The researchers studied 17 men and 14 women who were older than 40, all of whom took 4 milligrams of astaxanthin per day over the course of four weeks. The scientists were interested in checking the levels of bacteria on the participants’ skin as well as the peeling of their skin’s outermost layer, a metric known as corneocyte desquamation. Both of these are hallmarks of older facial skin.
In order to measure the skin’s oxidative stress, they studied the individuals’ plasma malondialdehyde (MDA) levels. Two weeks into the study, their MDA levels had already decreased by 11 percent. After the course of supplementation, their MDA dropped by a total of 22 percent.
They also noted statistically significant decreases in microbial presence and corneocyte desquamation, and these effects were even greater in participants who were obese. While they believe further studies are needed to establish a definitive connection between weight and these effects, the researchers hypothesized that people who are obese could have a higher inflammatory process and greater level of lipids within their skin.

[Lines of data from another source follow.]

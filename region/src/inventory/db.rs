//! `SQLite` persistence for the inventory.
//!
//! The database is a write-through copy of the in-memory tables: it's read once
//! at startup and afterwards only written to, always while the inventory lock
//! is held.

use core::net::IpAddr;
use core::str::FromStr;
use std::path::Path;

use ipnet::IpNet;
use sqlx::{
    Row as _, SqliteExecutor, SqlitePool,
    sqlite::{SqliteConnectOptions, SqliteJournalMode, SqlitePoolOptions, SqliteRow},
};

use super::Tables;
use crate::{
    lifecycle::PlannedTransition,
    model::{
        AddressRecord, AddressType, AuditEntry, Host, HostId, HostKind, HostStatus, Interface,
        InterfaceId, InterfaceKind, IpRange, IpRangeKind, RdnsMode, Subnet, SubnetId,
    },
};

pub type DbPool = SqlitePool;

/// Opens (creating if needed) the database at `path` and applies the embedded schema.
///
/// `:memory:` opens a private in-memory database.
pub async fn init(path: &Path) -> Result<DbPool, sqlx::Error> {
    let (options, max_connections) = if path == Path::new(":memory:") {
        (SqliteConnectOptions::from_str("sqlite::memory:")?, 1)
    } else {
        (
            SqliteConnectOptions::new()
                .filename(path)
                .create_if_missing(true)
                .journal_mode(SqliteJournalMode::Wal),
            4,
        )
    };
    // The in-memory database lives exactly as long as its only connection.
    let pool = SqlitePoolOptions::new()
        .max_connections(max_connections)
        .idle_timeout(None)
        .max_lifetime(None)
        .connect_with(options.foreign_keys(true))
        .await?;
    sqlx::migrate!("./migrations").run(&pool).await?;
    Ok(pool)
}

fn decode_err(message: String) -> sqlx::Error {
    sqlx::Error::Decode(message.into())
}

fn code<T>(row: &SqliteRow, column: &str, from_code: fn(u8) -> Option<T>) -> Result<T, sqlx::Error> {
    let raw: i64 = row.try_get(column)?;
    u8::try_from(raw)
        .ok()
        .and_then(from_code)
        .ok_or_else(|| decode_err(format!("Unknown code {raw} in column {column}")))
}

fn parsed<T>(row: &SqliteRow, column: &str) -> Result<T, sqlx::Error>
where
    T: FromStr,
    T::Err: core::error::Error + Send + Sync + 'static,
{
    let raw: String = row.try_get(column)?;
    raw.parse().map_err(|e: T::Err| sqlx::Error::Decode(Box::new(e)))
}

fn parsed_opt<T>(row: &SqliteRow, column: &str) -> Result<Option<T>, sqlx::Error>
where
    T: FromStr,
    T::Err: core::error::Error + Send + Sync + 'static,
{
    let raw: Option<String> = row.try_get(column)?;
    raw.map(|s| s.parse().map_err(|e: T::Err| sqlx::Error::Decode(Box::new(e))))
        .transpose()
}

fn host_from_row(row: &SqliteRow) -> Result<Host, sqlx::Error> {
    Ok(Host {
        id: row.try_get("id")?,
        hostname: row.try_get("hostname")?,
        status: code(row, "status", HostStatus::from_code)?,
        kind: code(row, "kind", HostKind::from_code)?,
        owner: row.try_get("owner")?,
    })
}

fn subnet_from_row(row: &SqliteRow) -> Result<Subnet, sqlx::Error> {
    let dns_servers: String = row.try_get("dns_servers")?;
    let vlan: Option<i64> = row.try_get("vlan")?;
    Ok(Subnet {
        id: row.try_get("id")?,
        name: row.try_get("name")?,
        description: row.try_get("description")?,
        cidr: parsed::<IpNet>(row, "cidr")?,
        vlan: vlan
            .map(|v| u16::try_from(v).map_err(|e| sqlx::Error::Decode(Box::new(e))))
            .transpose()?,
        space: row.try_get("space")?,
        rdns_mode: code(row, "rdns_mode", RdnsMode::from_code)?,
        gateway_ip: parsed_opt(row, "gateway_ip")?,
        managed: row.try_get("managed")?,
        allow_proxy: row.try_get("allow_proxy")?,
        active_discovery: row.try_get("active_discovery")?,
        dns_servers: dns_servers
            .split_whitespace()
            .map(str::parse)
            .collect::<Result<_, _>>()
            .map_err(|e| sqlx::Error::Decode(Box::new(e)))?,
    })
}

fn range_from_row(row: &SqliteRow) -> Result<IpRange, sqlx::Error> {
    Ok(IpRange {
        id: row.try_get("id")?,
        subnet_id: row.try_get("subnet_id")?,
        start: parsed(row, "start_ip")?,
        end: parsed(row, "end_ip")?,
        kind: code(row, "kind", IpRangeKind::from_code)?,
        comment: row.try_get("comment")?,
    })
}

fn interface_from_row(row: &SqliteRow) -> Result<Interface, sqlx::Error> {
    Ok(Interface {
        id: row.try_get("id")?,
        name: row.try_get("name")?,
        kind: code(row, "kind", InterfaceKind::from_code)?,
        host_id: row.try_get("host_id")?,
        mac: row.try_get("mac")?,
        subnet_id: row.try_get("subnet_id")?,
        link_up: row.try_get("link_up")?,
    })
}

fn address_from_row(row: &SqliteRow) -> Result<AddressRecord, sqlx::Error> {
    Ok(AddressRecord {
        id: row.try_get("id")?,
        ip: parsed(row, "ip")?,
        subnet_id: row.try_get("subnet_id")?,
        kind: code(row, "kind", AddressType::from_code)?,
        interface_id: row.try_get("interface_id")?,
        mac: row.try_get("mac")?,
        created: row.try_get("created")?,
    })
}

fn audit_from_row(row: &SqliteRow) -> Result<AuditEntry, sqlx::Error> {
    Ok(AuditEntry {
        id: row.try_get("id")?,
        timestamp: row.try_get("timestamp")?,
        user: row.try_get("user")?,
        action: row.try_get("action")?,
        subnet_id: row.try_get("subnet_id")?,
        cidr: row.try_get("cidr")?,
        detail: row.try_get("detail")?,
    })
}

/// Reads every table except the audit log into memory.
pub async fn load(pool: &DbPool) -> Result<Tables, sqlx::Error> {
    let mut tables = Tables::default();
    for row in sqlx::query("SELECT * FROM hosts").fetch_all(pool).await? {
        let host = host_from_row(&row)?;
        tables.hosts.insert(host.id, host);
    }
    for row in sqlx::query("SELECT * FROM subnets").fetch_all(pool).await? {
        let subnet = subnet_from_row(&row)?;
        tables.subnets.insert(subnet.id, subnet);
    }
    for row in sqlx::query("SELECT * FROM ip_ranges").fetch_all(pool).await? {
        let range = range_from_row(&row)?;
        tables.ranges.insert(range.id, range);
    }
    for row in sqlx::query("SELECT * FROM interfaces").fetch_all(pool).await? {
        let interface = interface_from_row(&row)?;
        tables.interfaces.insert(interface.id, interface);
    }
    for row in sqlx::query("SELECT * FROM ip_addresses").fetch_all(pool).await? {
        let address = address_from_row(&row)?;
        tables.addresses.insert(address.ip, address);
    }
    let last_audit: Option<i64> = sqlx::query_scalar("SELECT MAX(id) FROM audit_log")
        .fetch_one(pool)
        .await?;
    tables.reset_next_id(last_audit);
    Ok(tables)
}

/// The audit log, oldest first.
pub async fn load_audit(pool: &DbPool) -> Result<Vec<AuditEntry>, sqlx::Error> {
    sqlx::query("SELECT * FROM audit_log ORDER BY id")
        .fetch_all(pool)
        .await?
        .iter()
        .map(audit_from_row)
        .collect()
}

pub async fn insert_host(pool: &DbPool, host: &Host) -> Result<(), sqlx::Error> {
    sqlx::query("INSERT INTO hosts (id, hostname, status, kind, owner) VALUES (?, ?, ?, ?, ?)")
        .bind(host.id)
        .bind(&host.hostname)
        .bind(i64::from(host.status.code()))
        .bind(i64::from(host.kind.code()))
        .bind(&host.owner)
        .execute(pool)
        .await?;
    Ok(())
}

/// Stores the planned status only if the row still holds `planned.from`.
///
/// Returns whether the row was updated.
pub async fn compare_and_set_status(
    pool: &DbPool,
    id: HostId,
    planned: &PlannedTransition,
) -> Result<bool, sqlx::Error> {
    let result = sqlx::query("UPDATE hosts SET status = ?, owner = ? WHERE id = ? AND status = ?")
        .bind(i64::from(planned.to.code()))
        .bind(&planned.owner)
        .bind(id)
        .bind(i64::from(planned.from.code()))
        .execute(pool)
        .await?;
    Ok(result.rows_affected() == 1)
}

/// Deletes a host; its interfaces stay, unlinked.
pub async fn delete_host(pool: &DbPool, id: HostId) -> Result<(), sqlx::Error> {
    let mut tx = pool.begin().await?;
    sqlx::query("UPDATE interfaces SET host_id = NULL WHERE host_id = ?")
        .bind(id)
        .execute(&mut *tx)
        .await?;
    sqlx::query("DELETE FROM hosts WHERE id = ?")
        .bind(id)
        .execute(&mut *tx)
        .await?;
    tx.commit().await
}

pub async fn insert_subnet(pool: &DbPool, subnet: &Subnet) -> Result<(), sqlx::Error> {
    sqlx::query(
        "INSERT INTO subnets (id, name, description, cidr, vlan, space, rdns_mode, gateway_ip, \
         managed, allow_proxy, active_discovery, dns_servers) \
         VALUES (?, ?, ?, ?, ?, ?, ?, ?, ?, ?, ?, ?)",
    )
    .bind(subnet.id)
    .bind(&subnet.name)
    .bind(&subnet.description)
    .bind(subnet.cidr.to_string())
    .bind(subnet.vlan.map(i64::from))
    .bind(&subnet.space)
    .bind(i64::from(subnet.rdns_mode.code()))
    .bind(subnet.gateway_ip.map(|ip| ip.to_string()))
    .bind(subnet.managed)
    .bind(subnet.allow_proxy)
    .bind(subnet.active_discovery)
    .bind(subnet.dns_servers_string())
    .execute(pool)
    .await?;
    Ok(())
}

/// Deletes a subnet together with its ranges and address records, and unlinks
/// interfaces attached to it.
pub async fn delete_subnet(pool: &DbPool, id: SubnetId) -> Result<(), sqlx::Error> {
    let mut tx = pool.begin().await?;
    for statement in [
        "DELETE FROM ip_addresses WHERE subnet_id = ?",
        "DELETE FROM ip_ranges WHERE subnet_id = ?",
        "UPDATE interfaces SET subnet_id = NULL WHERE subnet_id = ?",
        "DELETE FROM subnets WHERE id = ?",
    ] {
        sqlx::query(statement).bind(id).execute(&mut *tx).await?;
    }
    tx.commit().await
}

pub async fn insert_range(pool: &DbPool, range: &IpRange) -> Result<(), sqlx::Error> {
    sqlx::query(
        "INSERT INTO ip_ranges (id, subnet_id, start_ip, end_ip, kind, comment) VALUES (?, ?, ?, ?, ?, ?)",
    )
    .bind(range.id)
    .bind(range.subnet_id)
    .bind(range.start.to_string())
    .bind(range.end.to_string())
    .bind(i64::from(range.kind.code()))
    .bind(&range.comment)
    .execute(pool)
    .await?;
    Ok(())
}

pub async fn insert_interface(pool: &DbPool, interface: &Interface) -> Result<(), sqlx::Error> {
    sqlx::query(
        "INSERT INTO interfaces (id, name, kind, host_id, mac, subnet_id, link_up) VALUES (?, ?, ?, ?, ?, ?, ?)",
    )
    .bind(interface.id)
    .bind(&interface.name)
    .bind(i64::from(interface.kind.code()))
    .bind(interface.host_id)
    .bind(&interface.mac)
    .bind(interface.subnet_id)
    .bind(interface.link_up)
    .execute(pool)
    .await?;
    Ok(())
}

/// Deletes an interface and the address records assigned to it.
pub async fn delete_interface(pool: &DbPool, id: InterfaceId) -> Result<(), sqlx::Error> {
    let mut tx = pool.begin().await?;
    sqlx::query("DELETE FROM ip_addresses WHERE interface_id = ?")
        .bind(id)
        .execute(&mut *tx)
        .await?;
    sqlx::query("DELETE FROM interfaces WHERE id = ?")
        .bind(id)
        .execute(&mut *tx)
        .await?;
    tx.commit().await
}

pub async fn insert_address(
    executor: impl SqliteExecutor<'_>,
    address: &AddressRecord,
) -> Result<(), sqlx::Error> {
    sqlx::query(
        "INSERT INTO ip_addresses (id, ip, subnet_id, kind, interface_id, mac, created) VALUES (?, ?, ?, ?, ?, ?, ?)",
    )
    .bind(address.id)
    .bind(address.ip.to_string())
    .bind(address.subnet_id)
    .bind(i64::from(address.kind.code()))
    .bind(address.interface_id)
    .bind(&address.mac)
    .bind(address.created)
    .execute(executor)
    .await?;
    Ok(())
}

/// Inserts every record or none of them.
pub async fn insert_addresses(pool: &DbPool, addresses: &[AddressRecord]) -> Result<(), sqlx::Error> {
    let mut tx = pool.begin().await?;
    for address in addresses {
        insert_address(&mut *tx, address).await?;
    }
    tx.commit().await
}

pub async fn delete_address(pool: &DbPool, ip: IpAddr) -> Result<(), sqlx::Error> {
    sqlx::query("DELETE FROM ip_addresses WHERE ip = ?")
        .bind(ip.to_string())
        .execute(pool)
        .await?;
    Ok(())
}

pub async fn insert_audit(pool: &DbPool, entry: &AuditEntry) -> Result<(), sqlx::Error> {
    sqlx::query(
        "INSERT INTO audit_log (id, timestamp, user, action, subnet_id, cidr, detail) VALUES (?, ?, ?, ?, ?, ?, ?)",
    )
    .bind(entry.id)
    .bind(entry.timestamp)
    .bind(&entry.user)
    .bind(&entry.action)
    .bind(entry.subnet_id)
    .bind(&entry.cidr)
    .bind(&entry.detail)
    .execute(pool)
    .await?;
    Ok(())
}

As a naturally-occurring carotenoid that can be found in salmon, lobster, crab, shrimp and algae, this red antioxidant is believed to give animals the necessary endurance for swimming upstream. It’s also quite powerful in humans, protecting the body’s biggest organ, the skin. It helps boost smoothness and elasticity, evens out fine wrinkles, and can boost the skin’s levels of moisture. It can help to prevent sunburn, which is why many say it can be thought of as an internal sunscreen.
Its benefits don’t end at the skin, however. It is also a powerful tool for fighting inflammation and pain. It helps boost your recovery after exercises, and it can enhance endurance, strength and energy levels. In addition, it can help eye problems like eye fatigue, eye strain, macular degeneration and diabetic retinopathy.
In one study, 80 percent of participants who took astaxanthin for arthritis or back pain noted significant improvements in their symptoms, and it has also been found to reduce oxidative stress and DNA damage in the liver.
Astaxanthin has been found to be 6,000 times stronger than vitamin C, 500 times stronger than the catechins found in green tea, and 800 times stronger than Coenzyme Q10. It’s no wonder, then, that a report recently released by Research and Markets estimated the global astaxanthin market would reach $2.57 billion but the year 2025, largely due to growing demand for anti-aging and antioxidant products for improving the look of skin.
Unlike many other antioxidants, astaxanthin doesn’t oxidize after it removes free radicals, which means it continues to work. It can remove many different free radicals at once instead of only removing one at a time or just addressing certain types of free radicals the way most antioxidants do.
All of these qualities make astaxanthin a wise choice for improving the appearance of skin, and unlike some of the chemical-laden products people often turn to in their quest to look younger, this is one supplement that can be beneficial to your entire body!